(Dataset entries)
- - - - - - -
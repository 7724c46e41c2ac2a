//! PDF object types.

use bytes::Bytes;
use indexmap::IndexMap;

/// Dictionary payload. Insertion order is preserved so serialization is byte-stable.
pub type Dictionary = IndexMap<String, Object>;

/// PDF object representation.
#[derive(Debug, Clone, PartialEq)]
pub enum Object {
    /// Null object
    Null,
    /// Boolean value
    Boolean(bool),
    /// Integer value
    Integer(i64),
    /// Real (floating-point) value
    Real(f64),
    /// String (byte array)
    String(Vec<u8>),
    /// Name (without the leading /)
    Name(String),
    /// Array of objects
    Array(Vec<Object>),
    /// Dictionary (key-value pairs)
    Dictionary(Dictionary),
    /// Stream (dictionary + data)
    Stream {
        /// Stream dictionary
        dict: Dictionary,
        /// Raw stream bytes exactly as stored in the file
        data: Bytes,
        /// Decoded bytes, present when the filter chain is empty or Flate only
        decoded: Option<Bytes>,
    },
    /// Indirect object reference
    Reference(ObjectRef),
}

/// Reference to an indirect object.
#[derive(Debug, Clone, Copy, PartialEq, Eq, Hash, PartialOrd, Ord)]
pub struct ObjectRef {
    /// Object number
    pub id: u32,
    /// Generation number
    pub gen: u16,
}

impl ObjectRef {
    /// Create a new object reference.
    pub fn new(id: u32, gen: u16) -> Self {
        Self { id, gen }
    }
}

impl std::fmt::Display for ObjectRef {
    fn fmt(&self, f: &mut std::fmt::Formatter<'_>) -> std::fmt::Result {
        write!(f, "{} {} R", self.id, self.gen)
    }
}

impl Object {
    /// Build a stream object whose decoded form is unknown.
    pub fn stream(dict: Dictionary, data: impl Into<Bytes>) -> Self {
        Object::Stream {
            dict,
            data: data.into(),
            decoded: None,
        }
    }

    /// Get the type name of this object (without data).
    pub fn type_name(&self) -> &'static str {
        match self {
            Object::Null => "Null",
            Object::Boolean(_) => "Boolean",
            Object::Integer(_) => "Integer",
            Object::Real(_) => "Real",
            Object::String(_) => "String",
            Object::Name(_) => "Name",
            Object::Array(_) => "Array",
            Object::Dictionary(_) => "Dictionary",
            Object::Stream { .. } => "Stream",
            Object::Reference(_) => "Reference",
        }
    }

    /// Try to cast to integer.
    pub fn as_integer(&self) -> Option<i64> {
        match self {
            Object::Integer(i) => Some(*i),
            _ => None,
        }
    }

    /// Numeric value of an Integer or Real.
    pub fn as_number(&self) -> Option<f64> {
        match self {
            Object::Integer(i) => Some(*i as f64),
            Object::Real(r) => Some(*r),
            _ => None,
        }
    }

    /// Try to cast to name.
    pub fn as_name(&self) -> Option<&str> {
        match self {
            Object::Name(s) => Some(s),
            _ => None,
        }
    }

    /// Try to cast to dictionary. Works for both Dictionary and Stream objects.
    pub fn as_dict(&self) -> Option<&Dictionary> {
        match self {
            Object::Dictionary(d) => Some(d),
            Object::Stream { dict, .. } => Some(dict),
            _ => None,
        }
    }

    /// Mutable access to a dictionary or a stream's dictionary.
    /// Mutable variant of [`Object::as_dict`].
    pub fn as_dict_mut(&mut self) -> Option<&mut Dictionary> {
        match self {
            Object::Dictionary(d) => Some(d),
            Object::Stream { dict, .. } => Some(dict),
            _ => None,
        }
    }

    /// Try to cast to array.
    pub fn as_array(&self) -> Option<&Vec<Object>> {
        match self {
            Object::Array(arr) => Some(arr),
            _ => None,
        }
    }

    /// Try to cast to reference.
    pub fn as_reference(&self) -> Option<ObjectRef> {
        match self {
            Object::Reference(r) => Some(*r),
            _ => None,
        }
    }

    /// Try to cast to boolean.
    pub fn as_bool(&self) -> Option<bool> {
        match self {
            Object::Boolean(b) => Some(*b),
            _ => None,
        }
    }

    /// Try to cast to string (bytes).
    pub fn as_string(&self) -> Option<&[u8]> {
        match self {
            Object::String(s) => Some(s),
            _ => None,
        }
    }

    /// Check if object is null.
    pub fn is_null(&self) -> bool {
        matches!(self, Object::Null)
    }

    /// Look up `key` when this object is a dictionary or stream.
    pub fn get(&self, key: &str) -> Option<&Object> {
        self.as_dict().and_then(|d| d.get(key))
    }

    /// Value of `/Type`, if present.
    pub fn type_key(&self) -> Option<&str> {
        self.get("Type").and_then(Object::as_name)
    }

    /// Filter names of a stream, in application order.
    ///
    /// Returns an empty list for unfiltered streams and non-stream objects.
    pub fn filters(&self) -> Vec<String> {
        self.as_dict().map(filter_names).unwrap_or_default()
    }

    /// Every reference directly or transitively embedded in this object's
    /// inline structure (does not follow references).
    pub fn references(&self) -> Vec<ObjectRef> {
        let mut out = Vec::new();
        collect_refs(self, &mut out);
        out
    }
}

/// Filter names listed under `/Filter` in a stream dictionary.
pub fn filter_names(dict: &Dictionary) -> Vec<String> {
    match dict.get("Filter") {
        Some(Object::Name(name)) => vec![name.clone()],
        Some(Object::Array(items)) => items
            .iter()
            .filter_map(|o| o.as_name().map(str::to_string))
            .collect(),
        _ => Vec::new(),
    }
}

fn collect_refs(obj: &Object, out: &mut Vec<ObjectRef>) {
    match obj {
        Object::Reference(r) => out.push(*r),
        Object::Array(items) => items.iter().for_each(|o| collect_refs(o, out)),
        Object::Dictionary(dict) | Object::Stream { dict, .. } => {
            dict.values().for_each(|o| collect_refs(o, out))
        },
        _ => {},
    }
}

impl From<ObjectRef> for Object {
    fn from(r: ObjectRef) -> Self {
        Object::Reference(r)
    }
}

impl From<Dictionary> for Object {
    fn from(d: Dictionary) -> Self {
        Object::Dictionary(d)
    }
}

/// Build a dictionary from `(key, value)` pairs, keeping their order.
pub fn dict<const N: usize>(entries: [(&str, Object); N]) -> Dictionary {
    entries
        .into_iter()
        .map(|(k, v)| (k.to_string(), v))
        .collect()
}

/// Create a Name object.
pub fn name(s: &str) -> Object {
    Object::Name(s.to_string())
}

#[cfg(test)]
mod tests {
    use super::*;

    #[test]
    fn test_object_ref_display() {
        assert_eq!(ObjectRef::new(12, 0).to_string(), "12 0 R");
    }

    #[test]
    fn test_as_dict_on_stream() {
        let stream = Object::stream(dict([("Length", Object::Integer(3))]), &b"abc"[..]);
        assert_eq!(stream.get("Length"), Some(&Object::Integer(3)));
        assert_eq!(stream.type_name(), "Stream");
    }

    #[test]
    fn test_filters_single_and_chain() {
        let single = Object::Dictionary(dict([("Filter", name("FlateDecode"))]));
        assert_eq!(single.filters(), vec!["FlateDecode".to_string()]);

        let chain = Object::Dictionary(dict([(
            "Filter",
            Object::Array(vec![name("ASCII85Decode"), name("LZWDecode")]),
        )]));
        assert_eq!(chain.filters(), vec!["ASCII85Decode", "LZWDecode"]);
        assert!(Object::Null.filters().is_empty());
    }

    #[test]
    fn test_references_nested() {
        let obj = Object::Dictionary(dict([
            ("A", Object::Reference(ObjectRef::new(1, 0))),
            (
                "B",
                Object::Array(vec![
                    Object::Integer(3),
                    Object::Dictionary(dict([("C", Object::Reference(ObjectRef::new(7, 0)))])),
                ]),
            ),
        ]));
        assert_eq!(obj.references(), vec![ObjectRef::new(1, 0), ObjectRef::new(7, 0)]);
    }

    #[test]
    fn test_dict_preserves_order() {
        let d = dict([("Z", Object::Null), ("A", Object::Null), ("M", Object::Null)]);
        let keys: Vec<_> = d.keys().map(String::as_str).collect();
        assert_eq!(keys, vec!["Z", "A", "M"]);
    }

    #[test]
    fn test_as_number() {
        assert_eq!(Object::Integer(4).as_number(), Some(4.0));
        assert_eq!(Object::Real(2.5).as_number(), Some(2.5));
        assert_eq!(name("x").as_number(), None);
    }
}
- - - - - - -
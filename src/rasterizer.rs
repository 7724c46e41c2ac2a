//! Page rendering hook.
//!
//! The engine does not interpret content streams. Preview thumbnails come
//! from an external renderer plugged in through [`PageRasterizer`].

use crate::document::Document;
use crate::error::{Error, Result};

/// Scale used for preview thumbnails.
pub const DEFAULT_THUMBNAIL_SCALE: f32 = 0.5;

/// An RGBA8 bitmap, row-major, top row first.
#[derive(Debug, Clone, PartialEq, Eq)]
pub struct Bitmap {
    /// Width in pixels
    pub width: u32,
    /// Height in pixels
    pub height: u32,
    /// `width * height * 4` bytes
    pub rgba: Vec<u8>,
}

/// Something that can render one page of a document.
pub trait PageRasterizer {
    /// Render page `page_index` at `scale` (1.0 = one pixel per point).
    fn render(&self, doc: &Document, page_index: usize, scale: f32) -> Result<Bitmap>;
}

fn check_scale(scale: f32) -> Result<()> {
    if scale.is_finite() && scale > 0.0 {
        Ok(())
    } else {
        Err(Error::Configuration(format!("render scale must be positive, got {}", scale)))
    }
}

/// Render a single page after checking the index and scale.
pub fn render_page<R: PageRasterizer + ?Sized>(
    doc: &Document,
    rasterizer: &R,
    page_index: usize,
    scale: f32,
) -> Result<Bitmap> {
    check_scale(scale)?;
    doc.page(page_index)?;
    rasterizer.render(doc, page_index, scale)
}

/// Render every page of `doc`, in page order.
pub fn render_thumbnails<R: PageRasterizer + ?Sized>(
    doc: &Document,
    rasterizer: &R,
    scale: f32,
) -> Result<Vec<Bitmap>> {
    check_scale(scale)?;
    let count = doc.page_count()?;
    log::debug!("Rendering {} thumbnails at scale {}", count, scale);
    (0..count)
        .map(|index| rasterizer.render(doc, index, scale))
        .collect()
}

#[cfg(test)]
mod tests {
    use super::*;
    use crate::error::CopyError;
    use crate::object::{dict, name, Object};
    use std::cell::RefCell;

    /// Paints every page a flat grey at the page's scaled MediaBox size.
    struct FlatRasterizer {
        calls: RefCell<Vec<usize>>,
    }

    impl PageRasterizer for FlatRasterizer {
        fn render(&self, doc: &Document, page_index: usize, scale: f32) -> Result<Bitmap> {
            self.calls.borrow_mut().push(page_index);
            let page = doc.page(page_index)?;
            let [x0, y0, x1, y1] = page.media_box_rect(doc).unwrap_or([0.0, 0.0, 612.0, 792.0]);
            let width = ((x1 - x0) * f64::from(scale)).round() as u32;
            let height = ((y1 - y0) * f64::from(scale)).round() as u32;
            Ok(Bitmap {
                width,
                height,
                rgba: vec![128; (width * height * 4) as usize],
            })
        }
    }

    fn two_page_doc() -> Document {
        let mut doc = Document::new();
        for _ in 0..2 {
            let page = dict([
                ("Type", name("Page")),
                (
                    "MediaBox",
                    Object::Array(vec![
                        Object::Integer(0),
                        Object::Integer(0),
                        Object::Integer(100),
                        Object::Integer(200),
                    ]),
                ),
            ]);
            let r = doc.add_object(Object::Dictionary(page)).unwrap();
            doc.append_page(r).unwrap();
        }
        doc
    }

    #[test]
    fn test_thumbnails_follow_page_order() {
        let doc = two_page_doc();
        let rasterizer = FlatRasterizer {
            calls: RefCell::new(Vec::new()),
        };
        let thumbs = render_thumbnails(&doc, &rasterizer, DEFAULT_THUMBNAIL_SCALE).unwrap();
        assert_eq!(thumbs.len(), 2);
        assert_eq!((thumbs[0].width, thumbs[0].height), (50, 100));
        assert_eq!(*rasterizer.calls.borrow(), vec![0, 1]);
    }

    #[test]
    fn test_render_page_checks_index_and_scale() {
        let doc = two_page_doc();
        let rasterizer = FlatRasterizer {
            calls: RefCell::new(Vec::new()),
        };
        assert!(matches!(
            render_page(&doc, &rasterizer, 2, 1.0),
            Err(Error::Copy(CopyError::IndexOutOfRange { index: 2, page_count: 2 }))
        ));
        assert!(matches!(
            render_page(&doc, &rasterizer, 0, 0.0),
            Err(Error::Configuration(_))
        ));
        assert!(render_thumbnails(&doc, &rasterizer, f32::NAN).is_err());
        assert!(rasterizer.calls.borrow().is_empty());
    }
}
- - - - - - -
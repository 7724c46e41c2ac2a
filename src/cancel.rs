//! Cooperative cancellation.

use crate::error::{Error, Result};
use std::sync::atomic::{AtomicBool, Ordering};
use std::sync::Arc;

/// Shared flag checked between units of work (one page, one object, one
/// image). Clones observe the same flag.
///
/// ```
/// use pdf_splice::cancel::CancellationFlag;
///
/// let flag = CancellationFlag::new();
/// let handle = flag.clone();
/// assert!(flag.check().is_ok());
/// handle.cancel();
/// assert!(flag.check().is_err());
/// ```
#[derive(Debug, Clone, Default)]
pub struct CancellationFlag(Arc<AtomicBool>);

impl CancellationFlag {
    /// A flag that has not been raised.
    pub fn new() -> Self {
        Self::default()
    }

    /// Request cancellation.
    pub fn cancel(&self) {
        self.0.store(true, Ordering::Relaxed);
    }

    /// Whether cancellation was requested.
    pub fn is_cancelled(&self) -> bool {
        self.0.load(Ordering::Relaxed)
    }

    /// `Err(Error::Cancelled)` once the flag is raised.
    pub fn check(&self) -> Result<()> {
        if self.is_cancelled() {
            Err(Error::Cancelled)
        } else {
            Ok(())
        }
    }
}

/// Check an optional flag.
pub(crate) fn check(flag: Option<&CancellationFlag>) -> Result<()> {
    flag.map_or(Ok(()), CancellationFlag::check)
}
- - - - - - -
WHAT YOU SHOULD DO: From the data above, reproduce word for word the lines running from the line with "impl From<ObjectRef> for" to the line with "v)| (k.to_string(), v))", ends included.

TASK RESPONSE:
impl From<ObjectRef> for Object {
    fn from(r: ObjectRef) -> Self {
        Object::Reference(r)
    }
}

impl From<Dictionary> for Object {
    fn from(d: Dictionary) -> Self {
        Object::Dictionary(d)
    }
}

/// Build a dictionary from `(key, value)` pairs, keeping their order.
pub fn dict<const N: usize>(entries: [(&str, Object); N]) -> Dictionary {
    entries
        .into_iter()
        .map(|(k, v)| (k.to_string(), v))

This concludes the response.